(Stored data entries)
use crate::animation::slerp;
use nalgebra_glm as glm;

/// Column lengths below this are treated as a collapsed axis and left alone
const SCALE_EPSILON: f32 = 1.0e-6;

/// Dual quaternion
/// GLM has support in the `GLM_GTX_dual_quaternion` extension but this does not
/// seem to be available in the `nalgebra_glm` implementation. So some
/// functionality is implemented here using `glm::Quat`.
#[derive(Clone, Copy, Debug, PartialEq)]
pub struct DualQuat {
    pub real: glm::Quat,
    pub dual: glm::Quat,
}

impl Default for DualQuat {
    fn default() -> Self {
        Self {
            // Real part contains the rotation
            real: glm::quat(0.0, 0.0, 0.0, 1.0),
            // Dual part contains the translation but is also effected by
            // the rotation
            dual: glm::quat(0.0, 0.0, 0.0, 0.0),
        }
    }
}

impl DualQuat {
    /// Creates a unit dual quaternion from a rotation and a translation.
    /// The dual part is `1/2 * t * r` where `t` is the translation as a pure
    /// quaternion.
    #[must_use]
    pub fn new(rotation: &glm::Quat, translation: &glm::Vec3) -> Self {
        let real = glm::quat_normalize(rotation);
        let pure = glm::quat(translation.x, translation.y, translation.z, 0.0);
        Self {
            real,
            dual: (pure * real) * 0.5_f32,
        }
    }
}

/// Conversion to GLSL shader ready mat2x4
impl From<DualQuat> for [[f32; 4]; 2] {
    fn from(dq: DualQuat) -> [[f32; 4]; 2] {
        [
            [dq.real.i, dq.real.j, dq.real.k, dq.real.w],
            [dq.dual.i, dq.dual.j, dq.dual.k, dq.dual.w],
        ]
    }
}

/// Conversion from a column major 4x4 matrix array
impl From<[[f32; 4]; 4]> for DualQuat {
    fn from(arr: [[f32; 4]; 4]) -> Self {
        let m: glm::Mat4 = arr.into();
        from_mat4(&m)
    }
}

#[must_use]
pub fn add(q1: &DualQuat, q2: &DualQuat) -> DualQuat {
    DualQuat {
        real: q1.real + q2.real,
        dual: q1.dual + q2.dual,
    }
}

#[must_use]
pub fn mul(q1: &DualQuat, q2: &DualQuat) -> DualQuat {
    DualQuat {
        real: q1.real * q2.real,
        dual: q1.real * q2.dual + q1.dual * q2.real,
    }
}

#[must_use]
pub fn scale(q: &DualQuat, s: f32) -> DualQuat {
    DualQuat {
        real: q.real * s,
        dual: q.dual * s,
    }
}

#[must_use]
pub fn conjugate(q: &DualQuat) -> DualQuat {
    DualQuat {
        real: q.real.conjugate(),
        dual: q.dual.conjugate(),
    }
}

/// Divides both parts by the length of the real part. A zero length real part
/// can't be fixed so the identity is returned for it.
#[must_use]
pub fn normalize(q: &DualQuat) -> DualQuat {
    let n = q.real.norm();
    if n <= f32::EPSILON {
        return DualQuat::default();
    }
    scale(q, 1.0 / n)
}

/// Returns the rotation and translation held by a unit dual quaternion
#[must_use]
pub fn decompose(q: &DualQuat) -> (glm::Quat, glm::Vec3) {
    let t = (q.dual * q.real.conjugate()) * 2.0_f32;
    (q.real, glm::vec3(t.i, t.j, t.k))
}

/// Converts to a rigid transform matrix
#[must_use]
pub fn to_mat4(q: &DualQuat) -> glm::Mat4 {
    let q = normalize(q);
    let (rotation, translation) = decompose(&q);
    glm::translation(&translation) * glm::quat_to_mat4(&rotation)
}

/// Returns the translation column of a matrix
#[must_use]
pub fn translation_of(m: &glm::Mat4) -> glm::Vec3 {
    glm::vec3(m[(0, 3)], m[(1, 3)], m[(2, 3)])
}

/// Splits the upper 3x3 block of a matrix into a rotation and per axis scale.
/// The scale is the length of each column, which is exact for matrices built
/// as `T * R * S`.
#[must_use]
pub fn rotation_and_scale(m: &glm::Mat4) -> (glm::Quat, glm::Vec3) {
    let mut r = glm::mat4_to_mat3(m);
    let s = glm::vec3(
        r.column(0).norm(),
        r.column(1).norm(),
        r.column(2).norm(),
    );
    for (i, len) in s.iter().enumerate() {
        if *len > SCALE_EPSILON {
            r.column_mut(i).unscale_mut(*len);
        }
    }
    (glm::quat_normalize(&glm::mat3_to_quat(&r)), s)
}

/// Converts a rotation and translation matrix. Any scale in the matrix is
/// discarded.
#[must_use]
pub fn from_mat4(m: &glm::Mat4) -> DualQuat {
    let (rotation, _) = rotation_and_scale(m);
    DualQuat::new(&rotation, &translation_of(m))
}

/// Dual quaternion linear blending. Cheap, and good enough for the short
/// spans between keyframes or for skin weights.
#[must_use]
pub fn dlb(q1: &DualQuat, q2: &DualQuat, t: f32) -> DualQuat {
    // Take the shortest path
    let q2 = if q1.real.dot(&q2.real) < 0.0 {
        scale(q2, -1.0)
    } else {
        *q2
    };
    normalize(&add(&scale(q1, 1.0 - t), &scale(&q2, t)))
}

/// Separate interpolation: slerp of the rotation and lerp of the translation
#[must_use]
pub fn sep(q1: &DualQuat, q2: &DualQuat, t: f32) -> DualQuat {
    let (r1, t1) = decompose(q1);
    let (r2, t2) = decompose(q2);
    DualQuat::new(&slerp(&r1, &r2, t), &glm::lerp(&t1, &t2, t))
}

/// Per bone data for dual quaternion skinning. Dual quaternions can only
/// hold rotation and translation, so any scale travels in a separate matrix
/// which also carries the bone offset. The skin shader applies `scale` to
/// the vertex first and then the dual quaternion.
#[derive(Clone, Copy, Debug, PartialEq)]
pub struct SkinDualQuat {
    pub dq: DualQuat,
    pub scale: glm::Mat4,
}

impl Default for SkinDualQuat {
    fn default() -> Self {
        Self {
            dq: DualQuat::default(),
            scale: glm::Mat4::identity(),
        }
    }
}

impl SkinDualQuat {
    /// Builds from the animated model space transform of a bone (without the
    /// offset) and the bone offset matrix
    #[must_use]
    pub fn from_parts(transform: &glm::Mat4, offset: &glm::Mat4) -> Self {
        let (rotation, s) = rotation_and_scale(transform);
        Self {
            dq: DualQuat::new(&rotation, &translation_of(transform)),
            scale: glm::scaling(&s) * offset,
        }
    }

    /// Recombines into the equivalent linear blend skinning matrix
    #[must_use]
    pub fn to_mat4(&self) -> glm::Mat4 {
        to_mat4(&self.dq) * self.scale
    }
}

**YOUR INSTRUCTIONS:**
Write every record out again exactly.

**WRITTEN SOLUTION:**
use crate::animation::slerp;
use nalgebra_glm as glm;

/// Column lengths below this are treated as a collapsed axis and left alone
const SCALE_EPSILON: f32 = 1.0e-6;

/// Dual quaternion
/// GLM has support in the `GLM_GTX_dual_quaternion` extension but this does not
/// seem to be available in the `nalgebra_glm` implementation. So some
/// functionality is implemented here using `glm::Quat`.
#[derive(Clone, Copy, Debug, PartialEq)]
pub struct DualQuat {
    pub real: glm::Quat,
    pub dual: glm::Quat,
}

impl Default for DualQuat {
    fn default() -> Self {
        Self {
            // Real part contains the rotation
            real: glm::quat(0.0, 0.0, 0.0, 1.0),
            // Dual part contains the translation but is also effected by
            // the rotation
            dual: glm::quat(0.0, 0.0, 0.0, 0.0),
        }
    }
}

impl DualQuat {
    /// Creates a unit dual quaternion from a rotation and a translation.
    /// The dual part is `1/2 * t * r` where `t` is the translation as a pure
    /// quaternion.
    #[must_use]
    pub fn new(rotation: &glm::Quat, translation: &glm::Vec3) -> Self {
        let real = glm::quat_normalize(rotation);
        let pure = glm::quat(translation.x, translation.y, translation.z, 0.0);
        Self {
            real,
            dual: (pure * real) * 0.5_f32,
        }
    }
}

/// Conversion to GLSL shader ready mat2x4
impl From<DualQuat> for [[f32; 4]; 2] {
    fn from(dq: DualQuat) -> [[f32; 4]; 2] {
        [
            [dq.real.i, dq.real.j, dq.real.k, dq.real.w],
            [dq.dual.i, dq.dual.j, dq.dual.k, dq.dual.w],
        ]
    }
}

/// Conversion from a column major 4x4 matrix array
impl From<[[f32; 4]; 4]> for DualQuat {
    fn from(arr: [[f32; 4]; 4]) -> Self {
        let m: glm::Mat4 = arr.into();
        from_mat4(&m)
    }
}

#[must_use]
pub fn add(q1: &DualQuat, q2: &DualQuat) -> DualQuat {
    DualQuat {
        real: q1.real + q2.real,
        dual: q1.dual + q2.dual,
    }
}

#[must_use]
pub fn mul(q1: &DualQuat, q2: &DualQuat) -> DualQuat {
    DualQuat {
        real: q1.real * q2.real,
        dual: q1.real * q2.dual + q1.dual * q2.real,
    }
}

#[must_use]
pub fn scale(q: &DualQuat, s: f32) -> DualQuat {
    DualQuat {
        real: q.real * s,
        dual: q.dual * s,
    }
}

#[must_use]
pub fn conjugate(q: &DualQuat) -> DualQuat {
    DualQuat {
        real: q.real.conjugate(),
        dual: q.dual.conjugate(),
    }
}

/// Divides both parts by the length of the real part. A zero length real part
/// can't be fixed so the identity is returned for it.
#[must_use]
pub fn normalize(q: &DualQuat) -> DualQuat {
    let n = q.real.norm();
    if n <= f32::EPSILON {
        return DualQuat::default();
    }
    scale(q, 1.0 / n)
}

/// Returns the rotation and translation held by a unit dual quaternion
#[must_use]
pub fn decompose(q: &DualQuat) -> (glm::Quat, glm::Vec3) {
    let t = (q.dual * q.real.conjugate()) * 2.0_f32;
    (q.real, glm::vec3(t.i, t.j, t.k))
}

/// Converts to a rigid transform matrix
#[must_use]
pub fn to_mat4(q: &DualQuat) -> glm::Mat4 {
    let q = normalize(q);
    let (rotation, translation) = decompose(&q);
    glm::translation(&translation) * glm::quat_to_mat4(&rotation)
}

/// Returns the translation column of a matrix
#[must_use]
pub fn translation_of(m: &glm::Mat4) -> glm::Vec3 {
    glm::vec3(m[(0, 3)], m[(1, 3)], m[(2, 3)])
}

/// Splits the upper 3x3 block of a matrix into a rotation and per axis scale.
/// The scale is the length of each column, which is exact for matrices built
/// as `T * R * S`.
#[must_use]
pub fn rotation_and_scale(m: &glm::Mat4) -> (glm::Quat, glm::Vec3) {
    let mut r = glm::mat4_to_mat3(m);
    let s = glm::vec3(
        r.column(0).norm(),
        r.column(1).norm(),
        r.column(2).norm(),
    );
    for (i, len) in s.iter().enumerate() {
        if *len > SCALE_EPSILON {
            r.column_mut(i).unscale_mut(*len);
        }
    }
    (glm::quat_normalize(&glm::mat3_to_quat(&r)), s)
}

/// Converts a rotation and translation matrix. Any scale in the matrix is
/// discarded.
#[must_use]
pub fn from_mat4(m: &glm::Mat4) -> DualQuat {
    let (rotation, _) = rotation_and_scale(m);
    DualQuat::new(&rotation, &translation_of(m))
}

/// Dual quaternion linear blending. Cheap, and good enough for the short
/// spans between keyframes or for skin weights.
#[must_use]
pub fn dlb(q1: &DualQuat, q2: &DualQuat, t: f32) -> DualQuat {
    // Take the shortest path
    let q2 = if q1.real.dot(&q2.real) < 0.0 {
        scale(q2, -1.0)
    } else {
        *q2
    };
    normalize(&add(&scale(q1, 1.0 - t), &scale(&q2, t)))
}

/// Separate interpolation: slerp of the rotation and lerp of the translation
#[must_use]
pub fn sep(q1: &DualQuat, q2: &DualQuat, t: f32) -> DualQuat {
    let (r1, t1) = decompose(q1);
    let (r2, t2) = decompose(q2);
    DualQuat::new(&slerp(&r1, &r2, t), &glm::lerp(&t1, &t2, t))
}

/// Per bone data for dual quaternion skinning. Dual quaternions can only
/// hold rotation and translation, so any scale travels in a separate matrix
/// which also carries the bone offset. The skin shader applies `scale` to
/// the vertex first and then the dual quaternion.
#[derive(Clone, Copy, Debug, PartialEq)]
pub struct SkinDualQuat {
    pub dq: DualQuat,
    pub scale: glm::Mat4,
}

impl Default for SkinDualQuat {
    fn default() -> Self {
        Self {
            dq: DualQuat::default(),
            scale: glm::Mat4::identity(),
        }
    }
}

impl SkinDualQuat {
    /// Builds from the animated model space transform of a bone (without the
    /// offset) and the bone offset matrix
    #[must_use]
    pub fn from_parts(transform: &glm::Mat4, offset: &glm::Mat4) -> Self {
        let (rotation, s) = rotation_and_scale(transform);
        Self {
            dq: DualQuat::new(&rotation, &translation_of(transform)),
            scale: glm::scaling(&s) * offset,
        }
    }

    /// Recombines into the equivalent linear blend skinning matrix
    #[must_use]
    pub fn to_mat4(&self) -> glm::Mat4 {
        to_mat4(&self.dq) * self.scale
    }
}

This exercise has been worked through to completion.